Experts have reasoned that stimulating the body to make more brown fat rather than white fat could be a helpful way to control weight and prevent obesity and its related health problems like type 2 diabetes.
Novel approach
Various teams have been searching for a way to do this, and Dr Sheng Bi and colleagues at the Johns Hopkins University School of Medicine believe they may have cracked it.
They designed an experiment to see if suppressing an appetite-stimulating protein called NPY would decrease body weight in rats.
When they silenced NPY in the brains of the rodents they found their appetite and food intake decreased.
Even when the rats were fed a very rich, high-fat diet they still managed to keep more weight off than rats that had fully functioning NPY.
The scientists then checked the fat composition of the rats and found an interesting change had occurred.
In the rats with silenced NPY expression, some of the bad white fat had been replaced with good brown fat.
The researchers are hopeful that it may be possible to achieve the same effect in people by injecting brown fat stem cells under the skin to burn white fat and stimulate weight loss.

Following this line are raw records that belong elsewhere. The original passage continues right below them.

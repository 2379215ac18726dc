//! Class-imbalance factor: distribution analysis plus resampling by
//! replication.
//!
//! Both strategies are strictly label-preserving: undersampling keeps a
//! random subset of existing rows, oversampling duplicates existing
//! rows verbatim. Synthetic interpolation (SMOTE) is delegated to the
//! external compute service.

use std::collections::HashMap;

use rand::{rngs::StdRng, seq::SliceRandom, Rng, SeedableRng};
use serde::{Deserialize, Serialize};
use serde_json::json;

use crate::{
    document::TableDocument,
    error::{Error, Result},
    issue::{Issue, IssueCategory, IssueSeverity},
};

use super::{FactorId, FactorOutcome, PipelineConfig, QualityFactor};

/// Resampling strategy.
#[derive(Debug, Clone, Copy, PartialEq, Eq, Default, Serialize, Deserialize)]
#[serde(rename_all = "lowercase")]
pub enum BalanceStrategy {
    /// Truncate every class to the minority class size.
    #[default]
    Undersample,
    /// Replicate minority rows up to the majority class size.
    Oversample,
}

impl BalanceStrategy {
    /// Name used in report stats.
    pub fn as_str(&self) -> &'static str {
        match self {
            Self::Undersample => "undersample",
            Self::Oversample => "oversample",
        }
    }
}

/// Settings for the class-imbalance factor.
#[derive(Debug, Clone, Default)]
pub struct BalanceConfig {
    /// Target column holding class labels. `None` disables the factor.
    pub target: Option<String>,
    /// Resampling strategy.
    pub strategy: BalanceStrategy,
    /// Seed for deterministic resampling.
    pub seed: Option<u64>,
}

/// Distribution of classes over a target column.
#[derive(Debug, Clone, Serialize)]
pub struct ClassDistribution {
    /// Count per class label.
    pub counts: HashMap<String, usize>,
    /// Total labeled rows (missing targets excluded).
    pub total: usize,
    /// Number of distinct classes.
    pub num_classes: usize,
    /// Most frequent class.
    pub majority_class: Option<String>,
    /// Least frequent class.
    pub minority_class: Option<String>,
}

impl ClassDistribution {
    /// Build the distribution for a document's target column.
    ///
    /// # Errors
    ///
    /// Returns an error if the column does not exist.
    pub fn from_document(doc: &TableDocument, target: &str) -> Result<Self> {
        if !doc.has_column(target) {
            return Err(Error::column_not_found(target));
        }
        let mut counts: HashMap<String, usize> = HashMap::new();
        for row in doc.rows() {
            let Some(value) = row.get(target) else {
                continue;
            };
            if value.is_missing() {
                continue;
            }
            *counts.entry(value.to_display()).or_insert(0) += 1;
        }
        Ok(Self::from_counts(counts))
    }

    /// Build a distribution from precomputed counts.
    pub fn from_counts(counts: HashMap<String, usize>) -> Self {
        let total = counts.values().sum();
        let num_classes = counts.len();
        let majority_class = counts
            .iter()
            .max_by_key(|(_, &v)| v)
            .map(|(k, _)| k.clone());
        let minority_class = counts
            .iter()
            .filter(|(_, &v)| v > 0)
            .min_by_key(|(_, &v)| v)
            .map(|(k, _)| k.clone());
        Self {
            counts,
            total,
            num_classes,
            majority_class,
            minority_class,
        }
    }

    /// Minority-to-majority ratio in (0, 1]; 1.0 when fewer than two
    /// classes exist.
    #[allow(clippy::cast_precision_loss)]
    pub fn imbalance_ratio(&self) -> f64 {
        let max = self.counts.values().copied().max().unwrap_or(0);
        let min = self.counts.values().copied().min().unwrap_or(0);
        if max == 0 || self.num_classes < 2 {
            return 1.0;
        }
        min as f64 / max as f64
    }

    /// True when the minority class is under half the majority size.
    pub fn is_imbalanced(&self) -> bool {
        self.imbalance_ratio() < 0.5
    }

    /// True when every class has the same count.
    pub fn is_uniform(&self) -> bool {
        let max = self.counts.values().copied().max().unwrap_or(0);
        let min = self.counts.values().copied().min().unwrap_or(0);
        max == min
    }
}

/// Class-imbalance detector/fixer.
pub struct ClassImbalance;

impl ClassImbalance {
    fn rng(config: &PipelineConfig) -> StdRng {
        match config.balance.seed {
            Some(seed) => StdRng::seed_from_u64(seed),
            None => StdRng::from_entropy(),
        }
    }

    /// Row indices per class, in row order. Rows with a missing target
    /// belong to no class and are never resampled.
    fn class_members(doc: &TableDocument, target: &str) -> HashMap<String, Vec<usize>> {
        let mut members: HashMap<String, Vec<usize>> = HashMap::new();
        for (i, row) in doc.rows().iter().enumerate() {
            let Some(value) = row.get(target) else {
                continue;
            };
            if value.is_missing() {
                continue;
            }
            members.entry(value.to_display()).or_default().push(i);
        }
        members
    }

    fn undersample(
        doc: &TableDocument,
        target: &str,
        rng: &mut StdRng,
    ) -> TableDocument {
        let members = Self::class_members(doc, target);
        let Some(min_size) = members.values().map(Vec::len).min() else {
            return doc.clone();
        };

        let mut drop: Vec<bool> = vec![false; doc.num_rows()];
        // Deterministic class order so a seeded run is reproducible.
        let mut classes: Vec<&String> = members.keys().collect();
        classes.sort();
        for class in classes {
            let mut indices = members[class].clone();
            indices.shuffle(rng);
            for &i in indices.iter().skip(min_size) {
                drop[i] = true;
            }
        }

        let rows = doc
            .rows()
            .iter()
            .enumerate()
            .filter(|(i, _)| !drop[*i])
            .map(|(_, row)| row.clone())
            .collect();
        doc.with_rows(rows)
    }

    fn oversample(doc: &TableDocument, target: &str, rng: &mut StdRng) -> TableDocument {
        let members = Self::class_members(doc, target);
        let Some(max_size) = members.values().map(Vec::len).max() else {
            return doc.clone();
        };

        let mut rows: Vec<_> = doc.rows().to_vec();
        let mut classes: Vec<&String> = members.keys().collect();
        classes.sort();
        for class in classes {
            let indices = &members[class];
            let mut count = indices.len();
            while count < max_size {
                let pick = indices[rng.gen_range(0..indices.len())];
                if let Some(row) = doc.row(pick) {
                    rows.push(row.clone());
                }
                count += 1;
            }
        }
        doc.with_rows(rows)
    }
}

impl QualityFactor for ClassImbalance {
    fn id(&self) -> FactorId {
        FactorId::ClassImbalance
    }

    fn detect(&self, doc: &TableDocument, config: &PipelineConfig) -> Result<Vec<Issue>> {
        let Some(target) = &config.balance.target else {
            return Ok(Vec::new());
        };
        let distribution = ClassDistribution::from_document(doc, target)?;
        if !distribution.is_imbalanced() {
            return Ok(Vec::new());
        }
        let value = doc.value(0, target).cloned().unwrap_or_default();
        Ok(vec![Issue::flag(
            0,
            target,
            value,
            format!(
                "class distribution is imbalanced (minority/majority ratio {:.3}, {} classes)",
                distribution.imbalance_ratio(),
                distribution.num_classes
            ),
            IssueCategory::LogicalError,
            IssueSeverity::Info,
        )])
    }

    fn fix(&self, doc: &TableDocument, config: &PipelineConfig) -> Result<FactorOutcome> {
        let Some(target) = &config.balance.target else {
            return Ok(FactorOutcome::unchanged(
                doc.clone(),
                json!({ "resampled": false, "reason": "no target column configured" }),
            ));
        };
        let distribution = ClassDistribution::from_document(doc, target)?;
        if distribution.num_classes < 2 || distribution.is_uniform() {
            return Ok(FactorOutcome::unchanged(
                doc.clone(),
                json!({
                    "resampled": false,
                    "original_ratio": distribution.imbalance_ratio(),
                    "method": config.balance.strategy.as_str(),
                }),
            ));
        }

        let before = doc.num_rows();
        let mut rng = Self::rng(config);
        let balanced = match config.balance.strategy {
            BalanceStrategy::Undersample => Self::undersample(doc, target, &mut rng),
            BalanceStrategy::Oversample => Self::oversample(doc, target, &mut rng),
        };
        let after = balanced.num_rows();

        let log = vec![format!(
            "Applied {} to balance '{}': {} -> {} rows",
            config.balance.strategy.as_str(),
            target,
            before,
            after
        )];
        let stats = json!({
            "resampled": true,
            "original_ratio": distribution.imbalance_ratio(),
            "method": config.balance.strategy.as_str(),
            "before_rows": before,
            "after_rows": after,
        });
        Ok(FactorOutcome {
            document: balanced,
            stats,
            log,
        })
    }
}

Dr Bi said: "If we could get the human body to turn bad fat into good fat that burns calories instead of storing them, we could add a serious new tool to tackle the obesity epidemic.
"Only future research will tell us if that is possible."
Dr Jeremy Tomlinson, an expert at the University of Birmingham's Centre for Obesity Research, said: "This is exciting, novel and interesting.
"We will need a lot more work to tease this out, but it could offer a feasible way to develop new treatments for obesity."